Top EU defense industry chief: Less protectionism, more European cooperation

With €800 billion earmarked for rearmament, the pressure is on the EU to deliver. But ASD president and Saab CEO Micael Johansson warns that entrenched national protectionism is blocking the path.
Saab CEO Micael Johansson, February 2024. (TT News Agency)

By Paula Soler

Paula Soler is a reporter at The Parliament Magazine

07 May 2026

@pausoler98

If the European Union is serious about scaling up its defense industrial base, capitals need to be less wary of working closer together — especially if they want to deliver the most ambitious and larger projects, said Micael Johansson, president of the Aerospace, Security and Defense Industries in Europe (ASD) and CEO of Saab.

"We have identified these European defense projects of common interest, and still it's really hard to get that going because of national protection and sovereignty," he told The Parliament during the ASD Spring Convention in Lisbon in late April.

"It's not either or, it's yes I need to have this national sovereignty, but also we do this together."

Overcoming that tension is probably the most critical aspect if the EU is to rearm quickly and efficiently, he added.

Last year, member states committed to an €800 billion rearmament plan by 2030, while NATO allies pledged to raise defense spending to at least 5% of GDP by 2035. But decades of post-Cold War underinvestment mean the industry is struggling to deliver at scale.

Now the money is flowing and the demand signal is there, Johansson said, but the shift toward industrial scale can't happen overnight. "We hadn't had these sorts of large volume requirements in lots of what we've done, so defense industries haven't been experts in industrializing for high-volume production."

In Brussels, both NATO and the EU have signalled willingness to ramp up transatlantic defense capabilities and deter Russian military aggression by the end of the decade. In practice, however, no politician is ready to make a long-term commitment to the bloc's industry, Johansson said.

"Some companies, including Saab, are investing in facilities and factories that will be there for decades, but the backlog on high volume products is maybe three, four years," he said, calling for written commitments from national governments to sustain the required level of preparedness and production capacity.

A ‘coalition of the willing’ for defense

Defense largely remains a competence of member states, but within its limited role, the European Commission has proposed four major projects: an air defense shield, a “drone wall,” a space defence shield and the so-called Eastern Flank Watch.

By July, it also plans to push forward with a genuine single market for defense, arguing that fragmentation is costing member states up to 30% of their annual defense spending in lost efficiency.

Yet the bloc’s defense industry is wary about what could be perceived by member states as a “decision mandate” from the Commission.

Instead, Europe’s top defense industry chief said, the bloc should move towards a “coalition of the willing” where groups of countries and industries work together under the financial support of the EU budget, while avoiding Brussels overstepping its mandate.

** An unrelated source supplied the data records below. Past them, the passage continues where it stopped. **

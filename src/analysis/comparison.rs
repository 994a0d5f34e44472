//! Structural clone detection between two reduced trees

use crate::analysis::cfs::ControlFlowStructure;
use fnv::FnvHashSet;

/// Clone query over two reduction trees
///
/// Construction precomputes the structural hash of every node of both
/// structures; [`cloned`](Comparison::cloned) then intersects them. The
/// structures themselves are not retained.
pub struct Comparison {
    hash_a: Vec<u64>,
    hash_b: Vec<u64>,
}

impl Comparison {
    pub fn new(a: &ControlFlowStructure, b: &ControlFlowStructure) -> Comparison {
        Comparison {
            hash_a: a.nodes().map(|n| n.structural_hash()).collect(),
            hash_b: b.nodes().map(|n| n.structural_hash()).collect(),
        }
    }

    /// Looks for a subtree of `a` that is a structural clone of a subtree
    /// of `b` and returns their node ids as `(id_a, id_b)`.
    ///
    /// `b` is scanned root-most first (composites carry higher ids than
    /// anything they contain), so the reported clone is the largest one;
    /// among equal hashes in `a` the smallest id wins. Returns `None` when
    /// either structure is empty or the hash sets do not intersect.
    pub fn cloned(&self) -> Option<(u32, u32)> {
        if self.hash_a.is_empty() || self.hash_b.is_empty() {
            return None;
        }
        let values: FnvHashSet<u64> = self.hash_a.iter().copied().collect();
        for idx_b in (0..self.hash_b.len()).rev() {
            if values.contains(&self.hash_b[idx_b]) {
                let idx_a = self
                    .hash_a
                    .iter()
                    .position(|&hash| hash == self.hash_b[idx_b])?;
                return Some((idx_a as u32, idx_b as u32));
            }
        }
        None
    }
}

#[cfg(test)]
mod tests {
    use super::*;
    use crate::analysis::cfg::ControlFlowGraph;

    fn reduced(cfg: &ControlFlowGraph) -> ControlFlowStructure {
        let mut cfs = ControlFlowStructure::new();
        assert!(cfs.build(cfg));
        cfs
    }

    fn triangle_with_tail() -> ControlFlowGraph {
        // if-then at 1 guarding 2, join 3, straight tail to 4
        let mut cfg = ControlFlowGraph::new(5);
        cfg.set_conditional(1, 3);
        cfg.finalize();
        cfg
    }

    #[test]
    fn test_self_comparison_finds_root() {
        let cfg = triangle_with_tail();
        let cfs = reduced(&cfg);
        let root_id = cfs.nodes_no() - 1;

        let (id_a, id_b) = Comparison::new(&cfs, &cfs).cloned().unwrap();
        assert_eq!(id_b, root_id);
        assert_eq!(id_a, root_id);
    }

    #[test]
    fn test_clone_across_distinct_graphs() {
        let cfg_a = triangle_with_tail();

        // same structure, different layout and offsets
        let mut cfg_b = ControlFlowGraph::new(5);
        cfg_b.set_conditional(1, 3);
        for id in 0..5 {
            cfg_b.set_offsets(id, 0x4000 + u64::from(id) * 0x20, 0x4000 + u64::from(id) * 0x20 + 0x1c);
        }
        cfg_b.finalize();

        let cfs_a = reduced(&cfg_a);
        let cfs_b = reduced(&cfg_b);

        let (id_a, id_b) = Comparison::new(&cfs_a, &cfs_b).cloned().unwrap();
        assert_eq!(id_a, cfs_a.nodes_no() - 1);
        assert_eq!(id_b, cfs_b.nodes_no() - 1);
    }

    #[test]
    fn test_subtree_clone() {
        let cfg_a = triangle_with_tail();

        // a self-loop graph shares no pattern with the triangle beyond
        // bare basic blocks
        let mut cfg_b = ControlFlowGraph::new(3);
        cfg_b.set_conditional(1, 1);
        cfg_b.finalize();

        let cfs_a = reduced(&cfg_a);
        let cfs_b = reduced(&cfg_b);

        let (id_a, id_b) = Comparison::new(&cfs_a, &cfs_b).cloned().unwrap();
        // the largest shared subtree is a single basic block
        let node_b = cfs_b.get_node(id_b).unwrap();
        assert!(node_b.is_basic());
        assert_eq!(id_a, 0); // smallest matching id in a
    }

    #[test]
    fn test_empty_input() {
        let empty = ControlFlowStructure::new();
        let cfg = triangle_with_tail();
        let cfs = reduced(&cfg);

        assert!(Comparison::new(&empty, &cfs).cloned().is_none());
        assert!(Comparison::new(&cfs, &empty).cloned().is_none());
        assert!(Comparison::new(&empty, &empty).cloned().is_none());
    }
}
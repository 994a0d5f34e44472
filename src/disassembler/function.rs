//! Function discovered by the disassembler

use std::cmp::Ordering;

/// Name and location of one function of the analysed binary
///
/// Ordering and equality follow the offset alone: the offset is what makes
/// a function unique inside a binary, names are frequently synthesized.
#[derive(Debug, Clone, Eq)]
pub struct FunctionEntry {
    offset: u64,
    name: String,
}

impl FunctionEntry {
    pub fn new(offset: u64, name: impl Into<String>) -> FunctionEntry {
        FunctionEntry {
            offset,
            name: name.into(),
        }
    }

    pub fn offset(&self) -> u64 {
        self.offset
    }

    pub fn name(&self) -> &str {
        &self.name
    }
}

impl PartialEq for FunctionEntry {
    fn eq(&self, other: &FunctionEntry) -> bool {
        self.offset == other.offset
    }
}

impl PartialOrd for FunctionEntry {
    fn partial_cmp(&self, other: &FunctionEntry) -> Option<Ordering> {
        Some(self.cmp(other))
    }
}

impl Ord for FunctionEntry {
    fn cmp(&self, other: &FunctionEntry) -> Ordering {
        self.offset.cmp(&other.offset)
    }
}

#[cfg(test)]
mod tests {
    use super::*;

    #[test]
    fn test_ordering_by_offset() {
        let mut entries = vec![
            FunctionEntry::new(0x2000, "main"),
            FunctionEntry::new(0x1000, "entry0"),
            FunctionEntry::new(0x1800, "helper"),
        ];
        entries.sort();
        let names: Vec<_> = entries.iter().map(|f| f.name()).collect();
        assert_eq!(names, vec!["entry0", "helper", "main"]);
    }

    #[test]
    fn test_equality_ignores_name() {
        let a = FunctionEntry::new(0x100, "sym.foo");
        let b = FunctionEntry::new(0x100, "fcn.00000100");
        assert_eq!(a, b);
    }
}
impl WorkGraph {
    /// Deep-copies a finalized CFG: fresh leaves with the original ids,
    /// edge tables computed in the same pass.
    fn from_cfg(cfg: &ControlFlowGraph) -> WorkGraph {
        let capacity = cfg.nodes_no() as usize;
        let mut blocks = FnvHashMap::with_capacity_and_hasher(capacity, Default::default());
        let mut succs = FnvHashMap::with_capacity_and_hasher(capacity, Default::default());
        let mut preds: FnvHashMap<u32, FnvHashSet<u32>> =
            FnvHashMap::with_capacity_and_hasher(capacity, Default::default());
        for block in cfg.blocks() {
            let leaf = StructureBlock::from(Rc::new(LeafBlock::new(
                block.id(),
                block.offset_start(),
                block.offset_end(),
            )));
            blocks.insert(block.id(), leaf);
            let targets: Vec<u32> = [block.next(), block.cond()].into_iter().flatten().collect();
            preds.entry(block.id()).or_default();
            for &target in &targets {
                preds.entry(target).or_default().insert(block.id());
            }
            succs.insert(block.id(), targets);
        }
        WorkGraph {
            blocks,
            succs,
            preds,
            root: 0,
        }
    }

    fn node(&self, id: u32) -> &StructureBlock {
        &self.blocks[&id]
    }

    fn successors(&self, id: u32) -> &[u32] {
        self.succs.get(&id).map(Vec::as_slice).unwrap_or(&[])
    }

    /// True when `id` has exactly one predecessor and it is `pred`.
    fn single_pred_is(&self, id: u32, pred: u32) -> bool {
        self.preds
            .get(&id)
            .map_or(false, |set| set.len() == 1 && set.contains(&pred))
    }

    /// Depth-first post-order over the current graph, fall-through edges
    /// first; deterministic for a fixed graph.
    fn postorder(&self) -> Vec<u32> {
        let mut order = Vec::with_capacity(self.blocks.len());
        let mut visited = FnvHashSet::default();
        visited.insert(self.root);
        let mut stack: Vec<(u32, usize)> = vec![(self.root, 0)];
        while let Some((id, slot)) = stack.pop() {
            let succs = self.successors(id);
            if slot < succs.len() {
                stack.push((id, slot + 1));
                let target = succs[slot];
                if visited.insert(target) {
                    stack.push((target, 0));
                }
            } else {
                order.push(id);
            }
        }
        order
    }

    /// Replaces the matched subgraph with its composite: predecessors of
    /// the pattern entry are rewired onto the composite, interior nodes
    /// vanish from every table, and the composite gets the pattern's single
    /// successor.
    fn apply(&mut self, reduction: Reduction) -> StructureBlock {
        let Reduction {
            block,
            absorbed,
            entry,
            successor,
        } = reduction;
        let new_id = block.id();
        let composite = StructureBlock::from(Rc::new(block));
        let absorbed_set: FnvHashSet<u32> = absorbed.iter().copied().collect();

        let mut new_preds = FnvHashSet::default();
        if let Some(entry_preds) = self.preds.remove(&entry) {
            for pred in entry_preds {
                if absorbed_set.contains(&pred) {
                    continue;
                }
                if let Some(slots) = self.succs.get_mut(&pred) {
                    for slot in slots.iter_mut() {
                        if *slot == entry {
                            *slot = new_id;
                        }
                    }
                }
                new_preds.insert(pred);
            }
        }

        for id in &absorbed {
            if let Some(targets) = self.succs.remove(id) {
                for target in targets {
                    if let Some(preds) = self.preds.get_mut(&target) {
                        preds.remove(id);
                    }
                }
            }
            self.blocks.remove(id);
            self.preds.remove(id);
        }

        self.blocks.insert(new_id, composite.clone());
        self.preds.insert(new_id, new_preds);
        if let Some(successor) = successor {
            self.preds.entry(successor).or_default().insert(new_id);
        }
        self.succs
            .insert(new_id, successor.into_iter().collect());

        if absorbed_set.contains(&self.root) {
            self.root = new_id;
        }
        composite
    }
}
use std::fmt::{Display, Formatter};

use anyhow::{Result, ensure};
use serde::{Deserialize, Deserializer, Serialize, Serializer};
use svg::node::element::path::Data;
use svg::node::element::{Circle, Path};

use crate::geometry::primitives::Point;

#[derive(Clone, PartialEq, Debug, Serialize, Deserialize, Copy)]
pub struct SvgDrawOptions {
    ///The theme to use for the svg
    #[serde(default)]
    pub theme: SvgBedTheme,
    ///Draw the convex hull around all placed boxes
    #[serde(default)]
    pub placed_hull: bool,
    ///Outline the most recently placed box, the anchor of the next placement
    #[serde(default)]
    pub highlight_anchor: bool,
    ///Number the boxes in order of placement
    #[serde(default)]
    pub label_boxes: bool,
}

impl Default for SvgDrawOptions {
    fn default() -> Self {
        Self {
            theme: SvgBedTheme::default(),
            placed_hull: true,
            highlight_anchor: true,
            label_boxes: true,
        }
    }
}

#[derive(Clone, PartialEq, Debug, Serialize, Deserialize, Copy)]
pub struct SvgBedTheme {
    pub stroke_width_multiplier: f32,
    pub bed_fill: Color,
    pub box_fill: Color,
    pub hull_stroke: Color,
    pub anchor_stroke: Color,
}

impl Default for SvgBedTheme {
    fn default() -> Self {
        SvgBedTheme::EARTH_TONES
    }
}

impl SvgBedTheme {
    pub const EARTH_TONES: SvgBedTheme = SvgBedTheme {
        stroke_width_multiplier: 2.0,
        bed_fill: Color(0xCC, 0x82, 0x4A),
        box_fill: Color(0xFF, 0xC8, 0x79),
        hull_stroke: Color(0x2D, 0x2D, 0x2D),
        anchor_stroke: Color(0xFF, 0x00, 0x00), // RED
    };
}

pub fn change_brightness(color: Color, fraction: f32) -> Color {
    let Color(r, g, b) = color;

    let r = (r as f32 * fraction) as u8;
    let g = (g as f32 * fraction) as u8;
    let b = (b as f32 * fraction) as u8;
    Color(r, g, b)
}

#[derive(Copy, Clone, PartialEq, Eq, Debug)]
pub struct Color(pub u8, pub u8, pub u8);

impl Color {
    /// Parses a color in `#RRGGBB` (or `RRGGBB`) notation.
    pub fn try_from_hex(s: &str) -> Result<Self> {
        let hex = s.strip_prefix('#').unwrap_or(s);
        ensure!(
            hex.len() == 6 && hex.is_ascii(),
            "invalid color: {s}, expected #RRGGBB"
        );
        let channel = |i: usize| u8::from_str_radix(&hex[i..i + 2], 16);
        Ok(Color(channel(0)?, channel(2)?, channel(4)?))
    }
}

impl Display for Color {
    fn fmt(&self, f: &mut Formatter<'_>) -> std::fmt::Result {
        write!(f, "#{:02X}{:02X}{:02X}", self.0, self.1, self.2)
    }
}

impl Serialize for Color {
    fn serialize<S>(&self, serializer: S) -> Result<S::Ok, S::Error>
    where
        S: Serializer,
    {
        serializer.serialize_str(&self.to_string())
    }
}

impl<'de> Deserialize<'de> for Color {
    fn deserialize<D>(deserializer: D) -> Result<Self, D::Error>
    where
        D: Deserializer<'de>,
    {
        let s = String::deserialize(deserializer)?;
        Color::try_from_hex(&s).map_err(serde::de::Error::custom)
    }
}

/// Closed path through all `points`
pub fn polygon_data(points: &[Point]) -> Data {
    let mut points = points.iter().map(|p| (p.0 as f32, p.1 as f32));
    let mut data = match points.next() {
        Some(first) => Data::new().move_to(first),
        None => return Data::new(),
    };
    for p in points {
        data = data.line_to(p);
    }
    data.close()
}

pub fn data_to_path(data: Data, params: &[(&str, &str)]) -> Path {
    let mut path = Path::new();
    for param in params {
        path = path.set(param.0, param.1)
    }
    path.set("d", data)
}

pub fn point(Point(x, y): Point, fill: Option<&str>, rad: Option<f32>) -> Circle {
    Circle::new()
        .set("cx", x as f32)
        .set("cy", y as f32)
        .set("r", rad.unwrap_or(0.5))
        .set("fill", fill.unwrap_or("black"))
}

"That is the way to do it," Johansson said, "to find a way of having member states deciding which countries, which industries should be involved in larger projects."

For the EU Executive’s arm, he added, “the key is to create incentives for collaboration, which they are actually providing.”

In recent years, the Commission has been working extensively on new programs and funding mechanisms to plug critical defense gaps, such as the €7.3 billion European Defense Fund, the €1.5 billion European Defense Industry Program and, most recently, the €115 million AGILE program, to help defense startups scale.

Beyond grants, Brussels has also made available €150 billion in low-interest defense loans, where at least 65% of component costs must be manufactured in the EU, Norway, Ukraine or other trusted partners.

However, it hasn’t yet agreed on a standard “buy European” preference for defense funding.

Over the last decades, Johansson said, European countries have had a rather "unbalanced" approach, directing much of their spending towards suppliers in the U.S. or South Korea. "A European preference is needed in a way that we change this balance."

According to the latest figures by SIPRI, the U.S. share of global arms imports stood at a mere 2.2% in 2025. So, Johansson said: "Why wouldn't we have 70% in the European perspective as a sovereign capability and still have a strong collaboration?"